**EXERCISE:** If a line in the records below contains "inner", copy that line.

**DATA SUPPLIED:**
═══
//! Link cardinality and search configuration.

use std::fmt;

use schemalink_foundation::RawValue;

/// Cardinality of a link.
#[derive(Clone, Copy, Debug, PartialEq, Eq, Hash)]
pub enum LinkMapping {
    /// `11`
    OneToOne,
    /// `1*`
    OneToMany,
    /// `*1`
    ManyToOne,
    /// `**`
    ManyToMany,
}

impl LinkMapping {
    /// Parses the textual form (`11`, `1*`, `*1`, `**`).
    #[must_use]
    pub fn parse(s: &str) -> Option<Self> {
        match s {
            "11" => Some(Self::OneToOne),
            "1*" => Some(Self::OneToMany),
            "*1" => Some(Self::ManyToOne),
            "**" => Some(Self::ManyToMany),
            _ => None,
        }
    }

    /// Parses a raw value. Documents may spell `11` as an integer.
    #[must_use]
    pub fn from_raw(value: &RawValue) -> Option<Self> {
        match value {
            RawValue::Str(s) => Self::parse(s),
            RawValue::Int(11) => Some(Self::OneToOne),
            _ => None,
        }
    }

    /// The textual form.
    #[must_use]
    pub fn as_str(self) -> &'static str {
        match self {
            Self::OneToOne => "11",
            Self::OneToMany => "1*",
            Self::ManyToOne => "*1",
            Self::ManyToMany => "**",
        }
    }

    /// Returns true if the target side is multi-valued.
    #[must_use]
    pub fn is_multi_target(self) -> bool {
        matches!(self, Self::OneToMany | Self::ManyToMany)
    }
}

impl fmt::Display for LinkMapping {
    fn fmt(&self, f: &mut fmt::Formatter<'_>) -> fmt::Result {
        f.write_str(self.as_str())
    }
}

/// Full-text search weight of a link.
#[derive(Clone, Copy, Debug, PartialEq, Eq, Hash, PartialOrd, Ord)]
pub enum SearchWeight {
    /// Highest weight.
    A,
    /// Second weight.
    B,
    /// Third weight.
    C,
    /// Lowest weight.
    D,
}

impl SearchWeight {
    /// Parses `A`..`D`.
    #[must_use]
    pub fn parse(s: &str) -> Option<Self> {
        match s {
            "A" => Some(Self::A),
            "B" => Some(Self::B),
            "C" => Some(Self::C),
            "D" => Some(Self::D),
            _ => None,
        }
    }

    /// The textual form.
    #[must_use]
    pub fn as_str(self) -> &'static str {
        match self {
            Self::A => "A",
            Self::B => "B",
            Self::C => "C",
            Self::D => "D",
        }
    }
}

/// Search configuration of a link.
#[derive(Clone, Copy, Debug, PartialEq, Eq, Default)]
pub struct LinkSearchConfiguration {
    /// Weight, or `None` when the link is not searchable.
    pub weight: Option<SearchWeight>,
}

impl LinkSearchConfiguration {
    /// Parses `true`, `false` or `{weight: A}`.
    #[must_use]
    pub fn from_raw(value: &RawValue) -> Option<Self> {
        match value {
            RawValue::Bool(true) => Some(Self {
                weight: Some(SearchWeight::A),
            }),
            RawValue::Bool(false) | RawValue::Null => Some(Self::default()),
            RawValue::Map(map) => match map.get("weight") {
                Some(RawValue::Str(w)) if map.len() == 1 => SearchWeight::parse(w).map(|w| Self {
                    weight: Some(w),
                }),
                None if map.is_empty() => Some(Self::default()),
                _ => None,
            },
            _ => None,
        }
    }

    /// The raw form, `None` when not searchable.
    #[must_use]
    pub fn to_raw(self) -> Option<RawValue> {
        self.weight
            .map(|w| [("weight", RawValue::from(w.as_str()))].into_iter().collect())
    }
}
// =============================================================================
// Parser
// =============================================================================

#[derive(Clone, Debug, PartialEq)]
enum Literal {
    Int(i64),
    Float(f64),
    Str(String),
    Bool(bool),
}

#[derive(Clone, Debug, PartialEq)]
enum Expr {
    Literal(Literal),
    Path {
        module: Option<String>,
        root: String,
        steps: Vec<String>,
    },
    Call {
        function: String,
        argument: Box<Expr>,
    },
    Not(Box<Expr>),
    Neg(Box<Expr>),
    Binary {
        op: &'static str,
        left: Box<Expr>,
        right: Box<Expr>,
    },
}

fn precedence(op: &str) -> u8 {
    match op {
        "or" => 1,
        "and" => 2,
        "=" | "!=" | "<" | "<=" | ">" | ">=" => 4,
        "+" | "-" => 5,
        _ => 6,
    }
}

struct Parser {
    tokens: Vec<Token>,
    pos: usize,
    end: usize,
}

impl Parser {
    fn new(tokens: Vec<Token>, end: usize) -> Self {
        Self {
            tokens,
            pos: 0,
            end,
        }
    }

    fn peek(&self) -> Option<&TokenKind> {
        self.tokens.get(self.pos).map(|t| &t.kind)
    }

    fn offset(&self) -> usize {
        self.tokens.get(self.pos).map_or(self.end, |t| t.offset)
    }

    fn error(&self, message: impl Into<String>) -> ExprError {
        ExprError::Syntax {
            message: message.into(),
            offset: self.offset(),
        }
    }

    fn eat_punct(&mut self, punct: &str) -> bool {
        if matches!(self.peek(), Some(TokenKind::Punct(p)) if *p == punct) {
            self.pos += 1;
            true
        } else {
            false
        }
    }

    fn eat_keyword(&mut self, keyword: &str) -> bool {
        if matches!(self.peek(), Some(TokenKind::Ident(i)) if i == keyword) {
            self.pos += 1;
            true
        } else {
            false
        }
    }

    fn expect_punct(&mut self, punct: &str) -> Result<(), ExprError> {
        if self.eat_punct(punct) {
            Ok(())
        } else {
            Err(self.error(format!("expected `{punct}`")))
        }
    }

    fn ident(&mut self) -> Result<String, ExprError> {
        match self.peek() {
            Some(TokenKind::Ident(i)) => {
                let i = i.clone();
                self.pos += 1;
                Ok(i)
            }
            _ => Err(self.error("expected a name")),
        }
    }

    fn parse_columns(mut self) -> Result<Vec<Expr>, ExprError> {
        if self.tokens.is_empty() {
            return Err(self.error("empty expression"));
        }
        let mut columns = vec![self.parse_or()?];
        while self.eat_punct(",") {
            columns.push(self.parse_or()?);
        }
        if self.pos < self.tokens.len() {
            return Err(self.error("unexpected trailing input"));
        }
        Ok(columns)
    }

    fn binary(op: &'static str, left: Expr, right: Expr) -> Expr {
        Expr::Binary {
            op,
            left: Box::new(left),
            right: Box::new(right),
        }
    }

    fn parse_or(&mut self) -> Result<Expr, ExprError> {
        let mut left = self.parse_and()?;
        while self.eat_keyword("or") {
            left = Self::binary("or", left, self.parse_and()?);
        }
        Ok(left)
    }

    fn parse_and(&mut self) -> Result<Expr, ExprError> {
        let mut left = self.parse_not()?;
        while self.eat_keyword("and") {
            left = Self::binary("and", left, self.parse_not()?);
        }
        Ok(left)
    }

    fn parse_not(&mut self) -> Result<Expr, ExprError> {
        if self.eat_keyword("not") {
            return Ok(Expr::Not(Box::new(self.parse_not()?)));
        }
        self.parse_comparison()
    }

    fn parse_comparison(&mut self) -> Result<Expr, ExprError> {
        let left = self.parse_sum()?;
        for op in ["=", "!=", "<", "<=", ">", ">="] {
            if self.eat_punct(op) {
                return Ok(Self::binary(op, left, self.parse_sum()?));
            }
        }
        Ok(left)
    }

    fn parse_sum(&mut self) -> Result<Expr, ExprError> {
        let mut left = self.parse_term()?;
        loop {
            let op = if self.eat_punct("+") {
                "+"
            } else if self.eat_punct("-") {
                "-"
            } else {
                return Ok(left);
            };
            left = Self::binary(op, left, self.parse_term()?);
        }
    }

    fn parse_term(&mut self) -> Result<Expr, ExprError> {
        let mut left = self.parse_unary()?;
        loop {
            let op = if self.eat_punct("*") {
                "*"
            } else if self.eat_punct("/") {
                "/"
            } else {
                return Ok(left);
            };
            left = Self::binary(op, left, self.parse_unary()?);
        }
    }

    fn parse_unary(&mut self) -> Result<Expr, ExprError> {
        if self.eat_punct("-") {
            return Ok(Expr::Neg(Box::new(self.parse_unary()?)));
        }
        self.parse_primary()
    }

    fn parse_primary(&mut self) -> Result<Expr, ExprError> {
        let literal = match self.peek() {
            Some(TokenKind::Int(i)) => Some(Literal::Int(*i)),
            Some(TokenKind::Float(f)) => Some(Literal::Float(*f)),
            Some(TokenKind::Str(s)) => Some(Literal::Str(s.clone())),
            Some(TokenKind::Ident(i)) if i == "true" => Some(Literal::Bool(true)),
            Some(TokenKind::Ident(i)) if i == "false" => Some(Literal::Bool(false)),
            _ => None,
        };
        if let Some(literal) = literal {
            self.pos += 1;
            return Ok(Expr::Literal(literal));
        }
        if self.eat_punct("(") {
            let inner = self.parse_or()?;
            self.expect_punct(")")?;
            return Ok(inner);
        }

        let first = self.ident()?;
        if self.eat_punct("(") {
            let argument = self.parse_or()?;
            self.expect_punct(")")?;
            return Ok(Expr::Call {
                function: first,
                argument: Box::new(argument),
            });
        }
        let (module, root) = if self.eat_punct("::") {
            (Some(first), self.ident()?)
        } else {
            (None, first)
        };
        let mut steps = Vec::new();
        while self.eat_punct(".") {
            steps.push(self.ident()?);
        }
        Ok(Expr::Path {
            module,
            root,
            steps,
        })
    }
}

// =============================================================================
// Type inference
// =============================================================================

fn builtin(name: &str) -> Name {
    Name::new(BUILTIN_MODULE, name)
}

struct Typer<'c, 'a> {
    ctx: &'c ExprContext<'a>,
    references: Vec<Name>,
}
═══
**EXERCISE RESULT:**
            let inner = self.parse_or()?;
            return Ok(inner);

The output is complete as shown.